What this task involves
The stretch wanted below opens at the line containing "for LuccaNotes Core." and closes at the line containing "pub type NoteResult<T>". Please return it exactly, with no other lines.

Data in this exercise

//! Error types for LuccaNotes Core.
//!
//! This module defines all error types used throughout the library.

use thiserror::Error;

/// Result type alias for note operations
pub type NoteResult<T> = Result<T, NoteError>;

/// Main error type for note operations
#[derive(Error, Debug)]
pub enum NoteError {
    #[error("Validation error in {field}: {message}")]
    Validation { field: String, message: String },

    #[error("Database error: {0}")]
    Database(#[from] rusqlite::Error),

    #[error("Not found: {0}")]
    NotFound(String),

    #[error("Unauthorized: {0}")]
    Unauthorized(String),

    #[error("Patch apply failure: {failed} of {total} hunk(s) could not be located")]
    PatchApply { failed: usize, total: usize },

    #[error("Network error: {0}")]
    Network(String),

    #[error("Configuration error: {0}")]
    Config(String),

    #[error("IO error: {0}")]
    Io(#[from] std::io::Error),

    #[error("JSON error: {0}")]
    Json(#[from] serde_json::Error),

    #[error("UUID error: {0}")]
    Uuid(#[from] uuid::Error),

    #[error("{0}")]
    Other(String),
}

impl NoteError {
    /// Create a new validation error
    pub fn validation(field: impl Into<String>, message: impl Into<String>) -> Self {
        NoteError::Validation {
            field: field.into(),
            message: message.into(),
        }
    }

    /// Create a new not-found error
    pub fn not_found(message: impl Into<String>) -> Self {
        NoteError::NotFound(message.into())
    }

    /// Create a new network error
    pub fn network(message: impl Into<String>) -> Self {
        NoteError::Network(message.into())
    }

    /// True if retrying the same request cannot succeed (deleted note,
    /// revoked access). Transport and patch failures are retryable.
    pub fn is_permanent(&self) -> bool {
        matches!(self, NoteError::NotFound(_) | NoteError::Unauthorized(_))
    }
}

...

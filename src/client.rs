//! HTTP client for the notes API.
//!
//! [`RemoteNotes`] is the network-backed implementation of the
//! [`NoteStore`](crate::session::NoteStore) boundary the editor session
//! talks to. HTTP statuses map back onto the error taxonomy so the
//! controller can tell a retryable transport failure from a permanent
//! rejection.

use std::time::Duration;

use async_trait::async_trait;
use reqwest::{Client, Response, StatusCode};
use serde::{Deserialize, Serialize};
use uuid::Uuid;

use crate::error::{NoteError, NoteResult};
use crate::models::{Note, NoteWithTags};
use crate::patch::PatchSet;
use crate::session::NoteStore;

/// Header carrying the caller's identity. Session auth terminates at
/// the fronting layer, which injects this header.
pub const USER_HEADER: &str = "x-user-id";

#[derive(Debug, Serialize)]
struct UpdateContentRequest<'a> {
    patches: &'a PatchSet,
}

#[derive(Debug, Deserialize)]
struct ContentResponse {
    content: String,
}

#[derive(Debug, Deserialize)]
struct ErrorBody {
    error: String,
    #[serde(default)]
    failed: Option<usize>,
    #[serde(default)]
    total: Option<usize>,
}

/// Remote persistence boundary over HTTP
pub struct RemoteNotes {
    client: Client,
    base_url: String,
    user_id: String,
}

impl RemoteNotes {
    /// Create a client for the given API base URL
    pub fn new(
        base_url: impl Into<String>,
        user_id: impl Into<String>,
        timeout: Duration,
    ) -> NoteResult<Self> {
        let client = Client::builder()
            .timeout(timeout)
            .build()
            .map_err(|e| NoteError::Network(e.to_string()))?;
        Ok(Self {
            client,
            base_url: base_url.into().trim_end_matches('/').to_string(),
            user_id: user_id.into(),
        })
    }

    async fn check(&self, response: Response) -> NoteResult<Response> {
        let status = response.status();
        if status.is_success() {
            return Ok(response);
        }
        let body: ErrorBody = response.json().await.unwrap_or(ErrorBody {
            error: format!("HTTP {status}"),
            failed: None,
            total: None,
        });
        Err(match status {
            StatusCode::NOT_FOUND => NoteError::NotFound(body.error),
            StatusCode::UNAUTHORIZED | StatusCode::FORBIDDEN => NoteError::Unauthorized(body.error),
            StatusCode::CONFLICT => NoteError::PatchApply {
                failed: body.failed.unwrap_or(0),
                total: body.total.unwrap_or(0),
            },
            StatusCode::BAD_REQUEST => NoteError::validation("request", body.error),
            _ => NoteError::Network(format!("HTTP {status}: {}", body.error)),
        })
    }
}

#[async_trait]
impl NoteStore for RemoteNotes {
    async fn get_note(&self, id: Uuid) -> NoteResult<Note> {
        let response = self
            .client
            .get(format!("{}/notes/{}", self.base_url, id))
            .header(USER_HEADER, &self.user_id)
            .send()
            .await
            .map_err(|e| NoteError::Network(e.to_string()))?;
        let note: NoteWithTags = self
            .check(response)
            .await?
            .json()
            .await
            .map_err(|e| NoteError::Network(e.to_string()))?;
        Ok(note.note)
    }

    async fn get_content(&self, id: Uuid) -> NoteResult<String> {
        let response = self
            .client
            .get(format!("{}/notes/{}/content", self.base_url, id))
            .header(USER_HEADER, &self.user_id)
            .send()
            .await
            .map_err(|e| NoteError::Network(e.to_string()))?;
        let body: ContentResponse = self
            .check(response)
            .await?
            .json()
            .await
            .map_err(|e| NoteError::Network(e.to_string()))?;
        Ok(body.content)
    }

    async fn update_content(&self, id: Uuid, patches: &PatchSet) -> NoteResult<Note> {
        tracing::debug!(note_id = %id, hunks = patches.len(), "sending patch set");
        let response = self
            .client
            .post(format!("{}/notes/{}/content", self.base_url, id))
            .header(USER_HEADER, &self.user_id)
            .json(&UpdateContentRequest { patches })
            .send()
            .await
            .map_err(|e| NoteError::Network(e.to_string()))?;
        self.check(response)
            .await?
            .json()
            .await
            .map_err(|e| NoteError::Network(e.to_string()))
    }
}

Solved problem
//! Error types for LuccaNotes Core.
//!
//! This module defines all error types used throughout the library.

use thiserror::Error;

/// Result type alias for note operations
pub type NoteResult<T> = Result<T, NoteError>;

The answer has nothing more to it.